Nitazenes represent a new synthetic opioids sub-class belonging to new psychoactive substances (NPSs). Their high pharmacological potency has led to numerous intoxications and fatalities, even at minimum doses. The aim of this study was to assess the stability of four nitazenes (etazene, flunitazene, isotonitazene and protonitazene) in dried blood spot (DBS) samples at different storage temperatures (room temperature and 4 °C) and determine the optimal storage conditions. Moreover, we developed and validated a new and fast liquid chromatography-high-resolution mass spectrometry method by the optimization of chromatographic conditions with the use of a different chromatographic column and mobile phases.

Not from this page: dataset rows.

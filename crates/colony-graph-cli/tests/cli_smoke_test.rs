use std::{fs, path::PathBuf};

use tempfile::tempdir;

use colony_graph_cli::{Args, CliError, run_with_output};

fn demos_path() -> PathBuf {
    // Demos are at workspace root, relative to workspace not the crate
    PathBuf::from(env!("CARGO_MANIFEST_DIR"))
        .parent()
        .unwrap()
        .parent()
        .unwrap()
        .join("demos")
}

fn args(inputs: Vec<PathBuf>, catalog: PathBuf, config: Option<PathBuf>) -> Args {
    Args {
        inputs: inputs
            .iter()
            .map(|path| path.to_string_lossy().to_string())
            .collect(),
        catalog: catalog.to_string_lossy().to_string(),
        config: config.map(|path| path.to_string_lossy().to_string()),
        log_level: "off".to_string(),
    }
}

#[test]
fn e2e_smoke_test_demo_colonies() {
    let demos = demos_path();
    let args = args(
        vec![demos.join("tanoo.json")],
        demos.join("catalog.json"),
        Some(demos.join("config.toml")),
    );

    let mut out = Vec::new();
    if let Err(e) = run_with_output(&args, &mut out) {
        panic!("Demo colonies failed: {e}");
    }

    let summary = String::from_utf8(out).expect("summary is UTF-8");
    assert!(summary.contains("Colony Tanoo I (barren"));
    assert!(summary.contains("Colony Tanoo II (barren"));
    assert!(summary.contains("link graph: 7 nodes, 6 edges"));
    assert!(summary.contains("route graph: 7 nodes, 9 edges, 2 rank groups"));
    assert!(summary.contains("align 1002 -> 1003 weight 9999"));
    assert!(summary.contains("align 1002 -> 1004 weight 9999"));
    assert!(summary.contains("legend: 4 commodities"));
    assert!(summary.contains("[trapezium] Barren Extractor Control Unit"));
}

#[test]
fn e2e_failed_colony_is_skipped() {
    let temp_dir = tempdir().expect("Failed to create temp directory");
    let demos = demos_path();

    let broken = temp_dir.path().join("broken.json");
    fs::write(
        &broken,
        r#"{
            "last_update": "2026-03-01T08:30:00Z",
            "planet_type": "gas",
            "name": "Broken Colony",
            "solar_system_id": 30000002,
            "upgrade_level": 0,
            "colony_layout": {
                "pins": [{"pin_id": 1, "type_id": 2544, "latitude": 0.0, "longitude": 0.0}],
                "links": [{"source_pin_id": 1, "destination_pin_id": 2, "link_level": 0}],
                "routes": []
            }
        }"#,
    )
    .unwrap();

    let not_json = temp_dir.path().join("not_json.json");
    fs::write(&not_json, "this is not a colony").unwrap();

    let args = args(
        vec![broken, demos.join("tanoo.json"), not_json],
        demos.join("catalog.json"),
        None,
    );

    let mut out = Vec::new();
    let err = run_with_output(&args, &mut out).unwrap_err();
    assert!(
        matches!(err, CliError::Failed { failed: 2, total: 4 }),
        "unexpected error: {err}"
    );

    let summary = String::from_utf8(out).unwrap();
    assert!(!summary.contains("Broken Colony"));
    assert!(summary.contains("Colony Tanoo I "));
    assert!(summary.contains("Colony Tanoo II "));
}

#[test]
fn e2e_bad_catalog_aborts() {
    let temp_dir = tempdir().expect("Failed to create temp directory");
    let catalog = temp_dir.path().join("catalog.json");
    fs::write(&catalog, r#"{"commodities": {"2268": {"name": "Aqueous Liquids"}}}"#).unwrap();

    let args = args(vec![demos_path().join("tanoo.json")], catalog, None);

    let err = run_with_output(&args, &mut Vec::new()).unwrap_err();
    assert!(matches!(err, CliError::Catalog { .. }), "unexpected error: {err}");
}
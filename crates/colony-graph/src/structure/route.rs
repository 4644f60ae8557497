//! The directed cargo route graph.
//!
//! Besides one colored edge per route, the route graph carries the layout
//! decorations added by [`grouping`](super::grouping): rank groups and the
//! invisible alignment edges that hold them together.

use log::trace;
use petgraph::Directed;

use colony_graph_core::{
    catalog::Catalog,
    color::Color,
    identifier::{PinId, SchematicId, TypeId},
    semantic::Route,
};

use crate::{
    config::GraphStyle,
    error::{ColonyError, EdgeKind},
    structure::{graph_base::PinGraph, legend::ColorCache, node::PinNode},
};

/// A visible edge carrying one commodity.
#[derive(Debug, Clone, Copy, PartialEq)]
pub struct FlowEdge {
    content_type_id: TypeId,
    color: Color,
    pen_width: f32,
}

impl FlowEdge {
    pub fn content_type_id(&self) -> TypeId {
        self.content_type_id
    }

    pub fn color(&self) -> Color {
        self.color
    }

    pub fn pen_width(&self) -> f32 {
        self.pen_width
    }
}

/// An invisible, zero-length edge that pulls its endpoints together.
#[derive(Debug, Clone, Copy, PartialEq, Eq)]
pub struct AlignmentEdge {
    weight: u32,
}

impl AlignmentEdge {
    pub(crate) fn new(weight: u32) -> Self {
        Self { weight }
    }

    pub fn weight(&self) -> u32 {
        self.weight
    }

    /// Preferred edge length; alignment edges want none.
    pub fn length(&self) -> f32 {
        0.0
    }
}

/// An edge of the route graph.
#[derive(Debug, Clone, Copy, PartialEq)]
pub enum RouteEdge {
    /// A logistics route.
    Flow(FlowEdge),
    /// A layout-only edge between members of rank groups.
    Alignment(AlignmentEdge),
}

impl RouteEdge {
    /// Returns whether a renderer should draw this edge.
    pub fn is_visible(&self) -> bool {
        matches!(self, Self::Flow(_))
    }

    /// Returns the stroke color of visible edges.
    pub fn color(&self) -> Option<Color> {
        match self {
            Self::Flow(flow) => Some(flow.color),
            Self::Alignment(_) => None,
        }
    }

    /// Returns the layout weight. Routes use the renderer default of 1.
    pub fn weight(&self) -> u32 {
        match self {
            Self::Flow(_) => 1,
            Self::Alignment(alignment) => alignment.weight,
        }
    }

    pub fn as_flow(&self) -> Option<&FlowEdge> {
        match self {
            Self::Flow(flow) => Some(flow),
            Self::Alignment(_) => None,
        }
    }
}

/// Rank constraint of a rank group.
#[derive(Debug, Clone, Copy, PartialEq, Eq)]
pub enum Rank {
    /// All members share one row.
    Same,
}

/// Pins running the same schematic, to be drawn on one rank.
#[derive(Debug, Clone, PartialEq, Eq)]
pub struct RankGroup {
    schematic_id: SchematicId,
    rank: Rank,
    members: Vec<PinId>,
}

impl RankGroup {
    pub(crate) fn new(schematic_id: SchematicId, members: Vec<PinId>) -> Self {
        Self {
            schematic_id,
            rank: Rank::Same,
            members,
        }
    }

    pub fn schematic_id(&self) -> SchematicId {
        self.schematic_id
    }

    pub fn rank(&self) -> Rank {
        self.rank
    }

    /// Returns the members in ascending pin id order.
    pub fn members(&self) -> &[PinId] {
        &self.members
    }

    /// Returns the member other groups align against.
    pub fn representative(&self) -> Option<PinId> {
        self.members.first().copied()
    }
}

/// Directed graph of pins joined by cargo routes.
#[derive(Debug, Clone)]
pub struct RouteGraph {
    graph: PinGraph<RouteEdge, Directed>,
    rank_groups: Vec<RankGroup>,
}

impl RouteGraph {
    fn from_nodes(nodes: &[PinNode]) -> Self {
        Self {
            graph: PinGraph::from_nodes(nodes),
            rank_groups: Vec::new(),
        }
    }

    /// Returns the underlying pin graph.
    pub fn pins(&self) -> &PinGraph<RouteEdge, Directed> {
        &self.graph
    }

    pub fn node(&self, pin_id: PinId) -> Option<&PinNode> {
        self.graph.node(pin_id)
    }

    pub fn nodes(&self) -> impl Iterator<Item = &PinNode> {
        self.graph.nodes()
    }

    pub fn node_count(&self) -> usize {
        self.graph.node_count()
    }

    pub fn edge_count(&self) -> usize {
        self.graph.edge_count()
    }

    /// Returns every edge, routes and alignment edges alike, in insertion order.
    pub fn edges(&self) -> impl Iterator<Item = (PinId, PinId, &RouteEdge)> {
        self.graph.edges()
    }

    /// Returns the route edges.
    pub fn flow_edges(&self) -> impl Iterator<Item = (PinId, PinId, &FlowEdge)> {
        self.edges()
            .filter_map(|(source, target, edge)| edge.as_flow().map(|flow| (source, target, flow)))
    }

    /// Returns the invisible alignment edges.
    pub fn alignment_edges(&self) -> impl Iterator<Item = (PinId, PinId, &AlignmentEdge)> {
        self.edges().filter_map(|(source, target, edge)| match edge {
            RouteEdge::Alignment(alignment) => Some((source, target, alignment)),
            RouteEdge::Flow(_) => None,
        })
    }

    /// Returns the rank groups in creation order.
    pub fn rank_groups(&self) -> &[RankGroup] {
        &self.rank_groups
    }

    pub(crate) fn add_rank_group(&mut self, group: RankGroup) {
        self.rank_groups.push(group);
    }

    pub(crate) fn add_alignment(
        &mut self,
        source: PinId,
        target: PinId,
        edge: AlignmentEdge,
    ) -> Result<(), ColonyError> {
        self.graph
            .add_edge(EdgeKind::Route, source, target, RouteEdge::Alignment(edge))?;
        Ok(())
    }
}

/// Builds the route graph from the base nodes, one colored edge per route.
///
/// Colors come from `colors`, which records every commodity it resolves.
pub(crate) fn build_route_graph(
    nodes: &[PinNode],
    routes: &[Route],
    catalog: &impl Catalog,
    colors: &mut ColorCache,
    style: &GraphStyle,
) -> Result<RouteGraph, ColonyError> {
    let mut graph = RouteGraph::from_nodes(nodes);

    for route in routes {
        let color = colors.color_for(route.content_type_id, catalog, style.font_name())?;
        let edge = RouteEdge::Flow(FlowEdge {
            content_type_id: route.content_type_id,
            color,
            pen_width: style.pen_width(),
        });
        graph
            .graph
            .add_edge(EdgeKind::Route, route.source, route.destination, edge)?;
    }

    trace!(graph:?; "Built route graph");
    Ok(graph)
}
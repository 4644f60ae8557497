//! Pin nodes and their display attributes.

use colony_graph_core::{
    color::Color,
    geometry::PositionHint,
    identifier::{PinId, TypeId},
    semantic::{Extraction, Pin, PinRole, Schematic, is_advanced_processor},
};

use crate::config::GraphStyle;

/// Drawing shape of a pin node.
#[derive(Debug, Clone, Copy, PartialEq, Eq, Hash)]
pub enum PinShape {
    /// Extractor control unit.
    Extractor,
    /// Processor whose type name marks it as advanced.
    SchematicAdvanced,
    /// Any other processor.
    SchematicStandard,
    /// Pin without a recipe or extraction program.
    Plain,
}

impl PinShape {
    /// Classifies a pin.
    ///
    /// Extraction is checked first. Processors are split by the
    /// [`is_advanced_processor`] naming heuristic on the resolved type name.
    pub fn for_pin(pin: &Pin) -> Self {
        match &pin.role {
            PinRole::Extractor(_) => Self::Extractor,
            PinRole::Processor(_) if is_advanced_processor(&pin.type_name) => {
                Self::SchematicAdvanced
            }
            PinRole::Processor(_) => Self::SchematicStandard,
            PinRole::Plain => Self::Plain,
        }
    }

    /// Returns the conventional renderer name of this shape.
    pub fn render_name(self) -> &'static str {
        match self {
            Self::Extractor => "trapezium",
            Self::SchematicAdvanced => "doubleoctagon",
            Self::SchematicStandard => "octagon",
            Self::Plain => "rectangle",
        }
    }
}

/// Fill and font of a node.
#[derive(Debug, Clone, PartialEq)]
pub struct NodeStyle {
    fill_color: Color,
    font_name: String,
}

impl NodeStyle {
    pub fn fill_color(&self) -> Color {
        self.fill_color
    }

    pub fn font_name(&self) -> &str {
        &self.font_name
    }
}

/// A pin as it appears in the link and route graphs.
#[derive(Debug, Clone, PartialEq)]
pub struct PinNode {
    pin_id: PinId,
    type_id: TypeId,
    label: String,
    shape: PinShape,
    position: PositionHint,
    role: PinRole,
    style: NodeStyle,
}

impl PinNode {
    /// Builds the node for `pin`, scaling its surface position by `scale`.
    pub(crate) fn from_pin(pin: &Pin, scale: f64, style: &GraphStyle) -> Self {
        Self {
            pin_id: pin.id,
            type_id: pin.type_id,
            label: pin.type_name.clone(),
            shape: PinShape::for_pin(pin),
            position: PositionHint::from_surface(pin.latitude, pin.longitude, scale),
            role: pin.role.clone(),
            style: NodeStyle {
                fill_color: style.node_color(),
                font_name: style.font_name().to_string(),
            },
        }
    }

    pub fn pin_id(&self) -> PinId {
        self.pin_id
    }

    pub fn type_id(&self) -> TypeId {
        self.type_id
    }

    /// Returns the display label, the resolved type name.
    pub fn label(&self) -> &str {
        &self.label
    }

    /// Returns the label with one word per line.
    pub fn wrapped_label(&self) -> String {
        self.label.replace(' ', "\n")
    }

    pub fn shape(&self) -> PinShape {
        self.shape
    }

    pub fn position(&self) -> PositionHint {
        self.position
    }

    pub fn style(&self) -> &NodeStyle {
        &self.style
    }

    /// Returns the schematic this pin processes, if any.
    pub fn schematic(&self) -> Option<&Schematic> {
        self.role.schematic()
    }

    /// Returns the extraction program of this pin, if any.
    pub fn extraction(&self) -> Option<&Extraction> {
        self.role.extraction()
    }
}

Two concentrations, 1 and 5 ng/mL, were chosen based on the available data on nitazenes-related intoxications and their stability was evaluated at days 0 (control), 1, 7 and 30. The results showed that all analytes at 1 ng/mL were not detectable after 30 days at room temperature; a similar pattern was observed for 1 ng/mL etazene and isotonitazene samples when stored at 4 °C, whereas flunitazene and protonitazene decreased to a mean of 66% and 69% initial concentrations, respectively, at day 30. Differently, all analytes at 5 ng/mL were quantified above 44% and 41% initial concentrations at room temperature and 4 °C, respectively, showing a higher stability. The study of nitazenes stability in DBSs represents an important tool to determine the optimal sample storage conditions, such as temperature and time between sample collection and analysis. In contrast to another study, our study showed distinct stability behaviors for every investigated analyte, which also depended on the concentration. Therefore, it is difficult to define an optimal storage condition acceptable for all nitazenes. Room temperature proved to be the best medium- and long-term storage conditions for the highest concentrations, but the stability of low levels of flunitazene and protonitazene improved at 4 °C.